• Prompt
Below are lines of data, and only some are wanted. Please repeat exactly those from the line that has "use std::backtrace::Backtrace;" through the line that has "recorded it is kept".

• Material provided
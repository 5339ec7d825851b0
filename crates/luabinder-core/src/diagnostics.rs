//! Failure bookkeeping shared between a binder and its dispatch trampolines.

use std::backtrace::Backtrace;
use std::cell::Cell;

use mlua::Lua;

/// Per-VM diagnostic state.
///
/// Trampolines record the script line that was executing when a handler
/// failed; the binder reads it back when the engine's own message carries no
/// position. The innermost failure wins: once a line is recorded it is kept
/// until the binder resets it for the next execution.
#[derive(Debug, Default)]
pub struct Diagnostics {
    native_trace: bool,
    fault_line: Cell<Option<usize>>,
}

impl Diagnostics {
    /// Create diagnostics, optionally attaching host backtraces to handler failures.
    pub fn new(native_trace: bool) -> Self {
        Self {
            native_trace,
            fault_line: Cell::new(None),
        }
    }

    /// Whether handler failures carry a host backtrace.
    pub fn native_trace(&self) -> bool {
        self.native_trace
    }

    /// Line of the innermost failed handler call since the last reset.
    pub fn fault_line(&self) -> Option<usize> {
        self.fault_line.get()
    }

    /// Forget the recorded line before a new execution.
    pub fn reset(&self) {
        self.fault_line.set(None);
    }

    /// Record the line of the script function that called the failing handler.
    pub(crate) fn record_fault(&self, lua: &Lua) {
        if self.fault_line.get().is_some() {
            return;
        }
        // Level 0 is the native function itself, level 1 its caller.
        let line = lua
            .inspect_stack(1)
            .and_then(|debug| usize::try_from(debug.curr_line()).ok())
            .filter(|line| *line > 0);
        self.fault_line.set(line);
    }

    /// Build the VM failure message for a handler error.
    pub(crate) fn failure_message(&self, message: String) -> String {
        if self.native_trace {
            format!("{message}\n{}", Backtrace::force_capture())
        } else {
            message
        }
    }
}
* * *
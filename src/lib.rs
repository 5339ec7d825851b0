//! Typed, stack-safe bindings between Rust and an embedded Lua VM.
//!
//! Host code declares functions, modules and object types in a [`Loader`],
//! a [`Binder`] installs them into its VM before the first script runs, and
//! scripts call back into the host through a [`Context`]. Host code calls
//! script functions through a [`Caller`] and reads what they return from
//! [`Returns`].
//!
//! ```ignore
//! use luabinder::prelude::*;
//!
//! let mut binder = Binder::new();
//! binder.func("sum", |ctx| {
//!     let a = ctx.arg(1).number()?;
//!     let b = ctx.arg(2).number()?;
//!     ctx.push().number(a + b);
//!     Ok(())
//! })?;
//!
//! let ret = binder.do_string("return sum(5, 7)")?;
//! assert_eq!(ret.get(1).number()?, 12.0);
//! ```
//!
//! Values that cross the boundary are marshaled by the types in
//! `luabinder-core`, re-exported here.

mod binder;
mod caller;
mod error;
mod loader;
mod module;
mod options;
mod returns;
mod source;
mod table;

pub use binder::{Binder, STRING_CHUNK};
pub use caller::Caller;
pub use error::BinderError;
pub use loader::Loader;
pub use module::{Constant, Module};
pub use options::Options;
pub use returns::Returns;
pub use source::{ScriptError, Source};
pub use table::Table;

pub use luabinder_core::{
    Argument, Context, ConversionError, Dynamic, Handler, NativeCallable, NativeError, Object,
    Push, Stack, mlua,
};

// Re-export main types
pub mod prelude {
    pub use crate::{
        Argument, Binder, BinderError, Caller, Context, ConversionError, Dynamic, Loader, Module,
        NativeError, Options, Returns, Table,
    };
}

• Output for this exercise
use std::backtrace::Backtrace;
use std::cell::Cell;

use mlua::Lua;

/// Per-VM diagnostic state.
///
/// Trampolines record the script line that was executing when a handler
/// failed; the binder reads it back when the engine's own message carries no
/// position. The innermost failure wins: once a line is recorded it is kept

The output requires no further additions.